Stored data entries
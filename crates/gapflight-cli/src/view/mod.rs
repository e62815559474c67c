use ratatui::{layout::Rect, widgets::Block as BlockWidget};

pub use self::{arena_display::*, status_display::*};

mod arena_display;
mod status_display;

mod color {
    use ratatui::style::Color;

    pub const SKY: Color = Color::Rgb(20, 24, 48);
    pub const WALL: Color = Color::Rgb(60, 160, 80);
    pub const AGENT: Color = Color::Rgb(255, 200, 0);
    pub const CARRIED_OVER: Color = Color::Rgb(0, 200, 255);
    pub const GRAY: Color = Color::Rgb(127, 127, 127);
    pub const WHITE: Color = Color::Rgb(255, 255, 255);
}

pub mod style {
    use ratatui::style::{Color, Style};

    use crate::view::color;

    const fn fg_bg(fg: Color, bg: Color) -> Style {
        Style::new().fg(fg).bg(bg)
    }

    const fn bg_only(color: Color) -> Style {
        Style::new().fg(color).bg(color)
    }

    pub const SKY: Style = bg_only(color::SKY);
    pub const WALL: Style = bg_only(color::WALL);
    pub const AGENT: Style = fg_bg(color::SKY, color::AGENT);
    pub const CARRIED_OVER: Style = fg_bg(color::SKY, color::CARRIED_OVER);
    pub const LABEL: Style = Style::new().fg(color::GRAY);
    pub const VALUE: Style = Style::new().fg(color::WHITE);
    pub const HELP: Style = Style::new().fg(color::GRAY);
}

fn block_vertical_margin(block: Option<&BlockWidget>) -> u16 {
    let dummy_rect = Rect::new(0, 0, 100, 100);
    let inner = block.map_or(dummy_rect, |b| b.inner(dummy_rect));
    dummy_rect.height - inner.height
}
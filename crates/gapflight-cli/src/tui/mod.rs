//! Terminal front-end runtime.
//!
//! [`Tui`] runs an [`App`] against a fixed-rate simulation clock. The
//! clock's speed can be changed at run time through [`Pacing`], which also
//! measures the tick rate actually achieved.

mod app;
mod event;
mod event_loop;
mod pacing;
mod runner;

pub use self::{
    app::App,
    event_loop::RenderMode,
    pacing::{GameSpeed, Pacing},
    runner::Tui,
};
use crate::{Field, GapColumn, Rect};

/// Number of values a policy observes per tick.
pub const SENSOR_COUNT: usize = 6;

/// Number of upcoming columns the policy observes.
const OBSERVED_COLUMNS: usize = 2;

/// Normalized observation handed to a policy.
///
/// Layout:
///
/// | index | value                                                        |
/// |-------|--------------------------------------------------------------|
/// | 0     | vertical centre of the hitbox, mapped to `[-1, 1]`           |
/// | 1     | vertical velocity / 20                                       |
/// | 2, 4  | horizontal distance to the next columns / field width         |
/// | 3, 5  | gap middle minus hitbox centre / field height                 |
///
/// Columns whose right edge is already behind the agent are skipped. A
/// missing column reads as one field width away with a centred gap.
#[derive(Debug, Clone, Copy, PartialEq)]
pub struct Sensors([f32; SENSOR_COUNT]);

impl Sensors {
    const VELOCITY_SCALE: f32 = 20.0;

    /// Reads the sensors of an agent whose hitbox is `hitbox` (world coordinates).
    #[must_use]
    #[expect(clippy::cast_precision_loss)]
    pub fn read(hitbox: &Rect, velocity: f32, window: &[GapColumn]) -> Self {
        let width = Field::WIDTH as f32;
        let height = Field::HEIGHT as f32;
        let centre_y = hitbox.y + hitbox.height / 2.0;

        let mut values = [0.0; SENSOR_COUNT];
        values[0] = centre_y / height * 2.0 - 1.0;
        values[1] = velocity / Self::VELOCITY_SCALE;

        let mut ahead = window
            .iter()
            .filter(|column| column.right() as f32 > hitbox.x);
        for slot in 0..OBSERVED_COLUMNS {
            let (dx, dy) = match ahead.next() {
                Some(column) => (
                    (column.x() as f32 - hitbox.x) / width,
                    (column.gap_middle() - centre_y) / height,
                ),
                None => (1.0, 0.0),
            };
            values[2 + slot * 2] = dx;
            values[3 + slot * 2] = dy;
        }
        Self(values)
    }

    #[must_use]
    pub fn values(&self) -> &[f32; SENSOR_COUNT] {
        &self.0
    }
}
use rand::Rng;
use serde::{Deserialize, Serialize};

use crate::{SENSOR_COUNT, Sensors};

/// Error returned when a weight vector does not match the policy topology.
#[derive(Debug, Clone, PartialEq, Eq, derive_more::Display, derive_more::Error)]
#[display("genome has {actual} weights, expected {}", Genome::LEN)]
pub struct GenomeLengthError {
    pub actual: usize,
}

/// Heritable control policy of an agent.
///
/// The genome is the flat parameter vector of a fixed-topology network:
///
/// ```text
/// SENSOR_COUNT inputs -> HIDDEN tanh units -> 1 tanh output
/// ```
///
/// Weights are stored hidden-layer first, one row per hidden unit with its
/// bias last, followed by the output row with its bias last. The length is
/// fixed at [`Genome::LEN`]; any other length is rejected on construction
/// and on deserialization.
#[derive(Debug, Clone, PartialEq, Serialize, Deserialize)]
#[serde(try_from = "Vec<f32>", into = "Vec<f32>")]
pub struct Genome {
    weights: Vec<f32>,
}

impl Genome {
    /// Number of hidden units.
    pub const HIDDEN: usize = 8;
    /// Total number of weights and biases.
    pub const LEN: usize = Self::HIDDEN * (SENSOR_COUNT + 1) + Self::HIDDEN + 1;

    /// Wraps a weight vector, checking its length.
    pub fn from_weights(weights: Vec<f32>) -> Result<Self, GenomeLengthError> {
        if weights.len() != Self::LEN {
            return Err(GenomeLengthError {
                actual: weights.len(),
            });
        }
        Ok(Self { weights })
    }

    /// Creates a genome with every weight drawn uniformly from `[-limit, limit]`.
    pub fn random<R>(rng: &mut R, limit: f32) -> Self
    where
        R: Rng + ?Sized,
    {
        let weights = (0..Self::LEN)
            .map(|_| rng.random_range(-limit..=limit))
            .collect();
        Self { weights }
    }

    /// A genome with all weights zero. Its output is always `0.0`.
    #[must_use]
    pub fn zeroed() -> Self {
        Self {
            weights: vec![0.0; Self::LEN],
        }
    }

    #[must_use]
    pub fn weights(&self) -> &[f32] {
        &self.weights
    }

    /// Mutable access to the weights. The length cannot change through this view.
    pub fn weights_mut(&mut self) -> &mut [f32] {
        &mut self.weights
    }

    /// Evaluates the network, returning a value in `[-1.0, 1.0]`.
    #[must_use]
    pub fn evaluate(&self, sensors: &Sensors) -> f32 {
        let inputs = sensors.values();
        let (hidden_weights, output_weights) =
            self.weights.split_at(Self::HIDDEN * (SENSOR_COUNT + 1));

        let mut sum = output_weights[Self::HIDDEN];
        for (row, out_w) in hidden_weights
            .chunks_exact(SENSOR_COUNT + 1)
            .zip(output_weights)
        {
            let activation = row[SENSOR_COUNT]
                + row[..SENSOR_COUNT]
                    .iter()
                    .zip(inputs)
                    .map(|(w, x)| w * x)
                    .sum::<f32>();
            sum += out_w * activation.tanh();
        }
        sum.tanh()
    }
}

impl TryFrom<Vec<f32>> for Genome {
    type Error = GenomeLengthError;

    fn try_from(weights: Vec<f32>) -> Result<Self, Self::Error> {
        Self::from_weights(weights)
    }
}

impl From<Genome> for Vec<f32> {
    fn from(genome: Genome) -> Self {
        genome.weights
    }
}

Work request >>
Return every entry verbatim.

Solution >>
filename crates/gapflight-cli/src/view/mod.rs
repository e62815559474c67c
use ratatui::{layout::Rect, widgets::Block as BlockWidget};

pub use self::{arena_display::*, status_display::*};

mod arena_display;
mod status_display;

mod color {
    use ratatui::style::Color;

    pub const SKY: Color = Color::Rgb(20, 24, 48);
    pub const WALL: Color = Color::Rgb(60, 160, 80);
    pub const AGENT: Color = Color::Rgb(255, 200, 0);
    pub const CARRIED_OVER: Color = Color::Rgb(0, 200, 255);
    pub const GRAY: Color = Color::Rgb(127, 127, 127);
    pub const WHITE: Color = Color::Rgb(255, 255, 255);
}

pub mod style {
    use ratatui::style::{Color, Style};

    use crate::view::color;

    const fn fg_bg(fg: Color, bg: Color) -> Style {
        Style::new().fg(fg).bg(bg)
    }

    const fn bg_only(color: Color) -> Style {
        Style::new().fg(color).bg(color)
    }

    pub const SKY: Style = bg_only(color::SKY);
    pub const WALL: Style = bg_only(color::WALL);
    pub const AGENT: Style = fg_bg(color::SKY, color::AGENT);
    pub const CARRIED_OVER: Style = fg_bg(color::SKY, color::CARRIED_OVER);
    pub const LABEL: Style = Style::new().fg(color::GRAY);
    pub const VALUE: Style = Style::new().fg(color::WHITE);
    pub const HELP: Style = Style::new().fg(color::GRAY);
}

fn block_vertical_margin(block: Option<&BlockWidget>) -> u16 {
    let dummy_rect = Rect::new(0, 0, 100, 100);
    let inner = block.map_or(dummy_rect, |b| b.inner(dummy_rect));
    dummy_rect.height - inner.height
}
filename crates/gapflight-cli/src/tui/mod.rs
//! Terminal front-end runtime.
//!
//! [`Tui`] runs an [`App`] against a fixed-rate simulation clock. The
//! clock's speed can be changed at run time through [`Pacing`], which also
//! measures the tick rate actually achieved.

mod app;
mod event;
mod event_loop;
mod pacing;
mod runner;

pub use self::{
    app::App,
    event_loop::RenderMode,
    pacing::{GameSpeed, Pacing},
    runner::Tui,
};
use crate::{Field, GapColumn, Rect};

/// Number of values a policy observes per tick.
pub const SENSOR_COUNT: usize = 6;

/// Number of upcoming columns the policy observes.
const OBSERVED_COLUMNS: usize = 2;

/// Normalized observation handed to a policy.
///
/// Layout:
///
/// | index | value                                                        |
/// |-------|--------------------------------------------------------------|
/// | 0     | vertical centre of the hitbox, mapped to `[-1, 1]`           |
/// | 1     | vertical velocity / 20                                       |
/// | 2, 4  | horizontal distance to the next columns / field width         |
/// | 3, 5  | gap middle minus hitbox centre / field height                 |
///
/// Columns whose right edge is already behind the agent are skipped. A
/// missing column reads as one field width away with a centred gap.
#[derive(Debug, Clone, Copy, PartialEq)]
pub struct Sensors([f32; SENSOR_COUNT]);

impl Sensors {
    const VELOCITY_SCALE: f32 = 20.0;

    /// Reads the sensors of an agent whose hitbox is `hitbox` (world coordinates).
    #[must_use]
    #[expect(clippy::cast_precision_loss)]
    pub fn read(hitbox: &Rect, velocity: f32, window: &[GapColumn]) -> Self {
        let width = Field::WIDTH as f32;
        let height = Field::HEIGHT as f32;
        let centre_y = hitbox.y + hitbox.height / 2.0;

        let mut values = [0.0; SENSOR_COUNT];
        values[0] = centre_y / height * 2.0 - 1.0;
        values[1] = velocity / Self::VELOCITY_SCALE;

        let mut ahead = window
            .iter()
            .filter(|column| column.right() as f32 > hitbox.x);
        for slot in 0..OBSERVED_COLUMNS {
            let (dx, dy) = match ahead.next() {
                Some(column) => (
                    (column.x() as f32 - hitbox.x) / width,
                    (column.gap_middle() - centre_y) / height,
                ),
                None => (1.0, 0.0),
            };
            values[2 + slot * 2] = dx;
            values[3 + slot * 2] = dy;
        }
        Self(values)
    }

    #[must_use]
    pub fn values(&self) -> &[f32; SENSOR_COUNT] {
        &self.0
    }
}
use rand::Rng;
use serde::{Deserialize, Serialize};

use crate::{SENSOR_COUNT, Sensors};

/// Error returned when a weight vector does not match the policy topology.
#[derive(Debug, Clone, PartialEq, Eq, derive_more::Display, derive_more::Error)]
#[display("genome has {actual} weights, expected {}", Genome::LEN)]
pub struct GenomeLengthError {
    pub actual: usize,
}

/// Heritable control policy of an agent.
///
/// The genome is the flat parameter vector of a fixed-topology network:
///
/// ```text
/// SENSOR_COUNT inputs -> HIDDEN tanh units -> 1 tanh output
/// ```
///
/// Weights are stored hidden-layer first, one row per hidden unit with its
/// bias last, followed by the output row with its bias last. The length is
/// fixed at [`Genome::LEN`]; any other length is rejected on construction
/// and on deserialization.
#[derive(Debug, Clone, PartialEq, Serialize, Deserialize)]
#[serde(try_from = "Vec<f32>", into = "Vec<f32>")]
pub struct Genome {
    weights: Vec<f32>,
}

impl Genome {
    /// Number of hidden units.
    pub const HIDDEN: usize = 8;
    /// Total number of weights and biases.
    pub const LEN: usize = Self::HIDDEN * (SENSOR_COUNT + 1) + Self::HIDDEN + 1;

    /// Wraps a weight vector, checking its length.
    pub fn from_weights(weights: Vec<f32>) -> Result<Self, GenomeLengthError> {
        if weights.len() != Self::LEN {
            return Err(GenomeLengthError {
                actual: weights.len(),
            });
        }
        Ok(Self { weights })
    }

    /// Creates a genome with every weight drawn uniformly from `[-limit, limit]`.
    pub fn random<R>(rng: &mut R, limit: f32) -> Self
    where
        R: Rng + ?Sized,
    {
        let weights = (0..Self::LEN)
            .map(|_| rng.random_range(-limit..=limit))
            .collect();
        Self { weights }
    }

    /// A genome with all weights zero. Its output is always `0.0`.
    #[must_use]
    pub fn zeroed() -> Self {
        Self {
            weights: vec![0.0; Self::LEN],
        }
    }

    #[must_use]
    pub fn weights(&self) -> &[f32] {
        &self.weights
    }

    /// Mutable access to the weights. The length cannot change through this view.
    pub fn weights_mut(&mut self) -> &mut [f32] {
        &mut self.weights
    }

    /// Evaluates the network, returning a value in `[-1.0, 1.0]`.
    #[must_use]
    pub fn evaluate(&self, sensors: &Sensors) -> f32 {
        let inputs = sensors.values();
        let (hidden_weights, output_weights) =
            self.weights.split_at(Self::HIDDEN * (SENSOR_COUNT + 1));

        let mut sum = output_weights[Self::HIDDEN];
        for (row, out_w) in hidden_weights
            .chunks_exact(SENSOR_COUNT + 1)
            .zip(output_weights)
        {
            let activation = row[SENSOR_COUNT]
                + row[..SENSOR_COUNT]
                    .iter()
                    .zip(inputs)
                    .map(|(w, x)| w * x)
                    .sum::<f32>();
            sum += out_w * activation.tanh();
        }
        sum.tanh()
    }
}

impl TryFrom<Vec<f32>> for Genome {
    type Error = GenomeLengthError;

    fn try_from(weights: Vec<f32>) -> Result<Self, Self::Error> {
        Self::from_weights(weights)
    }
}

impl From<Genome> for Vec<f32> {
    fn from(genome: Genome) -> Self {
        genome.weights
    }
}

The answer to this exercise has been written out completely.